ENTRIES PROVIDED Block Start

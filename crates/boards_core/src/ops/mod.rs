//! Board mutation operations.
//!
//! # Responsibility
//! - Apply one user-level change (create, move, resize, trash, edit) to a
//!   `BoardState` using the grid engine for every placement decision.
//!
//! # Invariants
//! - Every operation validates fully before its first write; a returned
//!   error means the state is unchanged.
//! - Operations are stateless between calls; pending picks live in
//!   `interaction::Interaction`, never here.

mod create;
mod edit;
mod layout;
mod trash;

pub use create::{create_board, create_item, NEW_BOARD_TITLE};
pub use edit::{rename_board, update_item};
pub use layout::{move_tile, resize_grid, resize_item, step_grid, toggle_item_size, GridStep, MoveOutcome};
pub use trash::{delete_board_recursive, trash_tile, TrashOutcome};

use crate::grid::{GridResizeError, PlacementError};
use crate::model::board::{Board, BoardId, SlotRef};
use crate::model::item::{ItemId, ItemInputError};
use crate::model::state::BoardState;
use std::error::Error;
use std::fmt::{Display, Formatter};

/// Result type for board operations.
pub type OpResult<T> = Result<T, OpError>;

/// Refusal reasons for board operations.
#[derive(Debug, Clone, PartialEq, Eq)]
pub enum OpError {
    /// Target board does not exist.
    BoardNotFound(BoardId),
    /// Target item does not exist.
    ItemNotFound(ItemId),
    /// Slot index is outside the board's slot array.
    SlotOutOfRange {
        /// Requested index.
        index: usize,
        /// Board slot count.
        slot_count: usize,
    },
    /// Slot holds no anchor.
    EmptySlot(usize),
    /// No free cell left on the board.
    NoSpace(BoardId),
    /// Footprint does not fit at the destination.
    Placement(PlacementError),
    /// Shrinking would remove placed tiles.
    Resize(GridResizeError),
    /// Board tiles always stay 1x1.
    NotResizable(usize),
    /// Resize target lies above or left of the anchor.
    ResizeBehindAnchor {
        /// Item anchor.
        anchor: usize,
        /// Clicked cell.
        target: usize,
    },
    /// Board title is blank after trim.
    InvalidTitle,
    /// Item title/content failed normalization.
    Input(ItemInputError),
}

impl Display for OpError {
    fn fmt(&self, f: &mut Formatter<'_>) -> std::fmt::Result {
        match self {
            Self::BoardNotFound(id) => write!(f, "board not found: {id}"),
            Self::ItemNotFound(id) => write!(f, "item not found: {id}"),
            Self::SlotOutOfRange { index, slot_count } => write!(
                f,
                "slot {} is outside the grid of {slot_count} slots",
                index + 1
            ),
            Self::EmptySlot(index) => write!(f, "slot {} is empty", index + 1),
            Self::NoSpace(_) => write!(f, "no empty slots left in this board"),
            Self::Placement(err) => write!(f, "{err}"),
            Self::Resize(err) => write!(f, "{err}"),
            Self::NotResizable(index) => {
                write!(f, "the board tile at slot {} cannot be resized", index + 1)
            }
            Self::ResizeBehindAnchor { anchor, target } => write!(
                f,
                "slot {} lies above or left of the tile at slot {}",
                target + 1,
                anchor + 1
            ),
            Self::InvalidTitle => write!(f, "board title must not be blank"),
            Self::Input(err) => write!(f, "{err}"),
        }
    }
}

impl Error for OpError {
    fn source(&self) -> Option<&(dyn Error + 'static)> {
        match self {
            Self::Placement(err) => Some(err),
            Self::Resize(err) => Some(err),
            Self::Input(err) => Some(err),
            _ => None,
        }
    }
}

impl From<PlacementError> for OpError {
    fn from(value: PlacementError) -> Self {
        Self::Placement(value)
    }
}

impl From<GridResizeError> for OpError {
    fn from(value: GridResizeError) -> Self {
        Self::Resize(value)
    }
}

impl From<ItemInputError> for OpError {
    fn from(value: ItemInputError) -> Self {
        Self::Input(value)
    }
}

fn board_ref(state: &BoardState, board_id: BoardId) -> OpResult<&Board> {
    state
        .boards
        .get(&board_id)
        .ok_or(OpError::BoardNotFound(board_id))
}

fn ensure_in_range(board: &Board, index: usize) -> OpResult<()> {
    if index >= board.slot_count() {
        return Err(OpError::SlotOutOfRange {
            index,
            slot_count: board.slot_count(),
        });
    }
    Ok(())
}

fn anchored_ref(board: &Board, index: usize) -> OpResult<SlotRef> {
    ensure_in_range(board, index)?;
    board.slot(index).ok_or(OpError::EmptySlot(index))
}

ENTRIES PROVIDED Block End

- **EXERCISE DETAILS**
From the first line to the last, set down every record exactly as written above.

- **REPLY TO THE TASK**
filename crates/boards_core/src/ops/mod.rs
//! Board mutation operations.
//!
//! # Responsibility
//! - Apply one user-level change (create, move, resize, trash, edit) to a
//!   `BoardState` using the grid engine for every placement decision.
//!
//! # Invariants
//! - Every operation validates fully before its first write; a returned
//!   error means the state is unchanged.
//! - Operations are stateless between calls; pending picks live in
//!   `interaction::Interaction`, never here.

mod create;
mod edit;
mod layout;
mod trash;

pub use create::{create_board, create_item, NEW_BOARD_TITLE};
pub use edit::{rename_board, update_item};
pub use layout::{move_tile, resize_grid, resize_item, step_grid, toggle_item_size, GridStep, MoveOutcome};
pub use trash::{delete_board_recursive, trash_tile, TrashOutcome};

use crate::grid::{GridResizeError, PlacementError};
use crate::model::board::{Board, BoardId, SlotRef};
use crate::model::item::{ItemId, ItemInputError};
use crate::model::state::BoardState;
use std::error::Error;
use std::fmt::{Display, Formatter};

/// Result type for board operations.
pub type OpResult<T> = Result<T, OpError>;

/// Refusal reasons for board operations.
#[derive(Debug, Clone, PartialEq, Eq)]
pub enum OpError {
    /// Target board does not exist.
    BoardNotFound(BoardId),
    /// Target item does not exist.
    ItemNotFound(ItemId),
    /// Slot index is outside the board's slot array.
    SlotOutOfRange {
        /// Requested index.
        index: usize,
        /// Board slot count.
        slot_count: usize,
    },
    /// Slot holds no anchor.
    EmptySlot(usize),
    /// No free cell left on the board.
    NoSpace(BoardId),
    /// Footprint does not fit at the destination.
    Placement(PlacementError),
    /// Shrinking would remove placed tiles.
    Resize(GridResizeError),
    /// Board tiles always stay 1x1.
    NotResizable(usize),
    /// Resize target lies above or left of the anchor.
    ResizeBehindAnchor {
        /// Item anchor.
        anchor: usize,
        /// Clicked cell.
        target: usize,
    },
    /// Board title is blank after trim.
    InvalidTitle,
    /// Item title/content failed normalization.
    Input(ItemInputError),
}

impl Display for OpError {
    fn fmt(&self, f: &mut Formatter<'_>) -> std::fmt::Result {
        match self {
            Self::BoardNotFound(id) => write!(f, "board not found: {id}"),
            Self::ItemNotFound(id) => write!(f, "item not found: {id}"),
            Self::SlotOutOfRange { index, slot_count } => write!(
                f,
                "slot {} is outside the grid of {slot_count} slots",
                index + 1
            ),
            Self::EmptySlot(index) => write!(f, "slot {} is empty", index + 1),
            Self::NoSpace(_) => write!(f, "no empty slots left in this board"),
            Self::Placement(err) => write!(f, "{err}"),
            Self::Resize(err) => write!(f, "{err}"),
            Self::NotResizable(index) => {
                write!(f, "the board tile at slot {} cannot be resized", index + 1)
            }
            Self::ResizeBehindAnchor { anchor, target } => write!(
                f,
                "slot {} lies above or left of the tile at slot {}",
                target + 1,
                anchor + 1
            ),
            Self::InvalidTitle => write!(f, "board title must not be blank"),
            Self::Input(err) => write!(f, "{err}"),
        }
    }
}

impl Error for OpError {
    fn source(&self) -> Option<&(dyn Error + 'static)> {
        match self {
            Self::Placement(err) => Some(err),
            Self::Resize(err) => Some(err),
            Self::Input(err) => Some(err),
            _ => None,
        }
    }
}

impl From<PlacementError> for OpError {
    fn from(value: PlacementError) -> Self {
        Self::Placement(value)
    }
}

impl From<GridResizeError> for OpError {
    fn from(value: GridResizeError) -> Self {
        Self::Resize(value)
    }
}

impl From<ItemInputError> for OpError {
    fn from(value: ItemInputError) -> Self {
        Self::Input(value)
    }
}

fn board_ref(state: &BoardState, board_id: BoardId) -> OpResult<&Board> {
    state
        .boards
        .get(&board_id)
        .ok_or(OpError::BoardNotFound(board_id))
}

fn ensure_in_range(board: &Board, index: usize) -> OpResult<()> {
    if index >= board.slot_count() {
        return Err(OpError::SlotOutOfRange {
            index,
            slot_count: board.slot_count(),
        });
    }
    Ok(())
}

fn anchored_ref(board: &Board, index: usize) -> OpResult<SlotRef> {
    ensure_in_range(board, index)?;
    board.slot(index).ok_or(OpError::EmptySlot(index))
}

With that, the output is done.